Materials reflect the core values of these niche shoppers and include recycled carpeting, bamboo flooring and low-VOC paints. Each store has a tea room with complimentary beverages for the domestic touch Wittenstein advocates. “It’s almost like sitting in the home of a close friend,” says Mark Panzer, Pharmaca’s ceo.

This sense of a clean, natural environment with the comfort of home is bolstered by pharmacists in white coats and practitioners on the floor in light green lab coats for added expertise. Store signage lists practitioners on the floor that day so shoppers can seek out their preferred expert.

Still, the most valuable service retail clinics provide isn’t merely a physician replacement. In fact, nearly every interviewee for this article said that clinics should supplement, not overshadow, a primary care physician, providing a level of time-saving and convenience doctors’ offices rarely match.

Convenience in these clinics may mean incorporating smarter technology, not merely electronic medical records and iPad scheduling devices. “Make it intriguing to be in the environment,” says Wittenstein. “Could you get an app that reminds you to take your pills or reminds you not to get junk food at 4 p.m.?” When visual merchandisers take ownership of saving patients time and energy, he says, their skills will be most valuable.

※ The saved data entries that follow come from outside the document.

use serde::{Deserialize, Deserializer, Serialize};

#[derive(Debug, Clone, Copy, PartialEq, Eq, Serialize, Deserialize)]
#[serde(rename_all = "lowercase")]
pub enum MessageRole {
    User,
    Assistant,
    /// Any role the backend sends that this crate does not act on
    #[serde(other)]
    Unknown,
}

#[derive(Debug, Clone, Copy, Default, PartialEq, Eq, Serialize, Deserialize)]
#[serde(rename_all = "lowercase")]
pub enum MessageKind {
    #[default]
    Text,
    Image,
    Audio,
    #[serde(other)]
    Other,
}

#[derive(Debug, Clone, Default, PartialEq, Eq, Serialize, Deserialize)]
pub struct MessageContent {
    #[serde(default)]
    pub text: String,
}

/// Recognized metadata fields; anything else the backend sends is dropped
#[derive(Debug, Clone, Default, PartialEq, Eq, Serialize, Deserialize)]
pub struct MessageMetadata {
    #[serde(default)]
    pub streaming: bool,

    #[serde(
        default,
        deserialize_with = "lenient_snapshot_index",
        skip_serializing_if = "Option::is_none"
    )]
    pub selected_snapshot_index: Option<usize>,
}

/// Accepts any JSON value and keeps it only if it is a non-negative integer.
fn lenient_snapshot_index<'de, D>(deserializer: D) -> Result<Option<usize>, D::Error>
where
    D: Deserializer<'de>,
{
    let value = serde_json::Value::deserialize(deserializer)?;
    let index = match value {
        serde_json::Value::Number(number) => number.as_u64().or_else(|| {
            number
                .as_f64()
                .filter(|f| *f >= 0.0 && f.fract() == 0.0 && *f <= u32::MAX as f64)
                .map(|f| f as u64)
        }),
        _ => None,
    };
    Ok(index.and_then(|i| usize::try_from(i).ok()))
}

/// A chat message as owned by the store
#[derive(Debug, Clone, PartialEq, Eq, Serialize, Deserialize)]
pub struct Message {
    pub id: String,
    pub role: MessageRole,
    #[serde(rename = "type", default)]
    pub kind: MessageKind,
    #[serde(default)]
    pub content: MessageContent,
    /// Full version history as known to the backend
    #[serde(default, skip_serializing_if = "Option::is_none")]
    pub snapshots: Option<Vec<String>>,
    #[serde(default)]
    pub metadata: MessageMetadata,
}

impl Message {
    pub fn new(id: impl Into<String>, role: MessageRole, text: impl Into<String>) -> Self {
        Self {
            id: id.into(),
            role,
            kind: MessageKind::Text,
            content: MessageContent { text: text.into() },
            snapshots: None,
            metadata: MessageMetadata::default(),
        }
    }

    pub fn user(id: impl Into<String>, text: impl Into<String>) -> Self {
        Self::new(id, MessageRole::User, text)
    }

    pub fn assistant(id: impl Into<String>, text: impl Into<String>) -> Self {
        Self::new(id, MessageRole::Assistant, text)
    }

    pub fn with_kind(mut self, kind: MessageKind) -> Self {
        self.kind = kind;
        self
    }

    pub fn with_streaming(mut self, streaming: bool) -> Self {
        self.metadata.streaming = streaming;
        self
    }

    pub fn with_snapshots<I, S>(mut self, snapshots: I) -> Self
    where
        I: IntoIterator<Item = S>,
        S: Into<String>,
    {
        self.snapshots = Some(snapshots.into_iter().map(Into::into).collect());
        self
    }

    pub fn with_selected_snapshot_index(mut self, index: usize) -> Self {
        self.metadata.selected_snapshot_index = Some(index);
        self
    }

    pub fn text(&self) -> &str {
        &self.content.text
    }

    pub fn is_streaming(&self) -> bool {
        self.metadata.streaming
    }

    /// Only assistant text messages carry snapshot history
    pub fn is_snapshot_eligible(&self) -> bool {
        self.role == MessageRole::Assistant && self.kind == MessageKind::Text
    }

    /// Backend-provided history, if present and non-empty
    pub fn snapshot_history(&self) -> Option<&[String]> {
        self.snapshots.as_deref().filter(|s| !s.is_empty())
    }
}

That means easy, private scheduling with the swipe of a loyalty card, suggested shopping lists, the ability to browse the store and be notified when your provider is ready and leveraging available medical technology to bring patients into the experience. For example, what if a doctor could not only look in your child’s ear, but project that image onto a screen to show you exactly what she’s doing?

While designers create spaces that are as comforting as home yet trustworthy enough to visit for an ear infection or a sore throat, it pays to keep an eye on potential players in this sector. Nicholls says Walmart and Target are companies to watch: “They don’t have the immediate association with healthcare like CVS and Walgreens, but they have strong pharmacy programs.” 

As retailers learn to be healthcare providers, health agencies turn an eye to walk-in clinics and a nation waits to see how the ACA will trickle down in 2014, perhaps the only certainty is that physicians and patients alike are ready for a less stressful interaction.

“Traditional healthcare environments scream, ‘It’s not about you, it’s about us,’ ” says Aaron Spiess, president and co-ceo of Big Red Rooster (Columbus, Ohio). “Uncomfortable chairs, sick people, strange smells and someone behind a glass partition yelling your name: No retailer would run an environment like that.” The challenge for designers, then, is to create a new environment for this new world of healthcare – whatever it looks like, come 2014.